Именно эта зрелая прелестница пожалела меня и молвила заветное словечко, с

помощью которого можно всегда установить дисциплину:

– Чего ты с ними церемонишься, – сказала она, – бей по рылу – шелковыми станут, ты же мужчина!

И я послушал ее и дал раз, другой и третий – а четвертого уже не понадобилось: все у меня волшебным образом переменилось. Проблемы моей, как не бывало!

Теперь каждое слово воспитателя звучало весьма и весьма авторитетно: стоило только

повысить голос – дети враз умолкали и лишь привычно втягивали головы в плечи.

Почувствовав себя настоящим учителем, я, естественно, не преминул поделиться

своими педагогическими находками с мамочкой. Лучше бы я, бедняга, этого не делал…

Сказать, что мои новые успехи не сильно ее порадовали – ничего не сказать вовсе!

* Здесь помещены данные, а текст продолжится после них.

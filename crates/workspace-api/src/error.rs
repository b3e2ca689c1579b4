use thiserror::Error;

/// Failures while constructing a [`crate::WorkspaceClient`]. Request
/// failures are reported as `provision_core::remote::RemoteError`.
#[derive(Debug, Error)]
pub enum ClientError {
    #[error("api token is empty")]
    MissingToken,

    #[error("invalid {0} header value")]
    InvalidHeader(&'static str),

    #[error("failed to build http client: {0}")]
    Http(#[from] reqwest::Error),
}
//! Static tier catalog.
//!
//! Each tier lists the resource types it provisions in dependency order:
//! a type appears after every type it relates to, so sequential creation can
//! always resolve relation targets. Higher tiers extend lower ones.

use crate::error::Result;
use crate::types::TierId;
use serde::Serialize;

#[derive(Debug, Clone, PartialEq, Serialize)]
pub struct TierConfiguration {
    pub id: TierId,
    pub display_name: &'static str,
    pub resource_types: &'static [&'static str],
    pub views: &'static [&'static str],
    pub features: &'static [&'static str],
    pub integrations: &'static [&'static str],
    pub automations: &'static [&'static str],
    /// Resource types that receive synthetic records when seed data is requested.
    pub seed_resources: &'static [&'static str],
    /// Records generated per seeded resource type.
    pub seed_count: usize,
    pub monthly_price_usd: u32,
}

impl TierConfiguration {
    pub fn includes(&self, resource_type: &str) -> bool {
        self.resource_types.contains(&resource_type)
    }
}

static STARTER: TierConfiguration = TierConfiguration {
    id: TierId::Starter,
    display_name: "Starter",
    resource_types: &["clients", "team_members", "projects", "tasks", "meeting_notes"],
    views: &[
        "Projects Kanban",
        "Task Timeline",
        "Client Overview",
        "Team Directory",
    ],
    features: &["core_databases", "basic_views", "email_support"],
    integrations: &[],
    automations: &[],
    seed_resources: &["projects"],
    seed_count: 2,
    monthly_price_usd: 49,
};

static PROFESSIONAL: TierConfiguration = TierConfiguration {
    id: TierId::Professional,
    display_name: "Professional",
    resource_types: &[
        "clients",
        "team_members",
        "projects",
        "tasks",
        "meeting_notes",
        "time_entries",
        "invoices",
        "expenses",
        "goals",
    ],
    views: &[
        "Projects Kanban",
        "Task Timeline",
        "Client Overview",
        "Team Directory",
        "Time Tracking Dashboard",
        "Invoice Schedule",
        "Meeting Calendar",
        "Goals Overview",
    ],
    features: &[
        "core_databases",
        "basic_views",
        "email_support",
        "time_tracking",
        "invoicing",
        "automations",
    ],
    integrations: &["slack", "google_calendar"],
    automations: &[
        "task_status_notifications",
        "invoice_reminders",
        "weekly_time_summary",
    ],
    seed_resources: &["clients", "projects", "tasks"],
    seed_count: 5,
    monthly_price_usd: 149,
};

static ENTERPRISE: TierConfiguration = TierConfiguration {
    id: TierId::Enterprise,
    display_name: "Enterprise",
    resource_types: &[
        "clients",
        "team_members",
        "projects",
        "tasks",
        "meeting_notes",
        "time_entries",
        "invoices",
        "expenses",
        "goals",
        "key_results",
        "risks",
        "contracts",
        "audit_log",
    ],
    views: &[
        "Projects Kanban",
        "Task Timeline",
        "Client Overview",
        "Team Directory",
        "Time Tracking Dashboard",
        "Invoice Schedule",
        "Meeting Calendar",
        "Goals Overview",
        "Portfolio Dashboard",
        "Risk Kanban",
        "Contract Timeline",
        "Executive Overview",
    ],
    features: &[
        "core_databases",
        "basic_views",
        "email_support",
        "time_tracking",
        "invoicing",
        "automations",
        "okrs",
        "risk_management",
        "audit_trail",
        "priority_support",
    ],
    integrations: &["slack", "google_calendar", "salesforce", "jira", "sso"],
    automations: &[
        "task_status_notifications",
        "invoice_reminders",
        "weekly_time_summary",
        "risk_escalation",
        "contract_renewal_alerts",
        "okr_progress_rollup",
    ],
    seed_resources: &["clients", "projects", "tasks", "team_members"],
    seed_count: 10,
    monthly_price_usd: 399,
};

/// Every tier, ascending.
pub fn catalog() -> [&'static TierConfiguration; 3] {
    [&STARTER, &PROFESSIONAL, &ENTERPRISE]
}

pub fn get(tier: TierId) -> &'static TierConfiguration {
    match tier {
        TierId::Starter => &STARTER,
        TierId::Professional => &PROFESSIONAL,
        TierId::Enterprise => &ENTERPRISE,
    }
}

/// Resolve a tier identifier string, failing with `UnknownTier`.
pub fn resolve(tier: &str) -> Result<&'static TierConfiguration> {
    Ok(get(tier.parse()?))
}

// ---------------------------------------------------------------------------
// Tests
// ---------------------------------------------------------------------------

Боже мой, как она на меня кричала, как безудержно рыдала – и даже пыталась

ударить…

– Ты, ты – учитель? – всхлипывала она от душивших ее слез, – да ты – законченный

негодяй, ты – изверг, мерзавец! Чем ты гордишься – бить беззащитных детей, поднимать

руку на слабых, на тех, кого жизнь и так наказала! И это мой сын?! Кого же я, несчастная, воспитала!

В общем, тем вечером мамочкой был вынесен окончательный и не подлежавший

обжалованию вердикт: из учебного заведения, где я показал свое истинное лицо –

30

немедленно уйти. Дадут после института направление в село – ехать, как и тысячи других

выпускников, что будет, то будет. И главное: никогда и ни под каким предлогом детей

впредь не бить! А если опять зачешутся руки, уйти из школы раз и навсегда, – такую вот

клятву заставила дать меня мама.

С тех пор прошло много лет. Все эти годы я работал в школе, в моем активе свыше

сорока первых сентябрей и столько последних звонков, что даже боюсь, чтобы они вдруг

не слились в памяти в один нескончаемо долгий…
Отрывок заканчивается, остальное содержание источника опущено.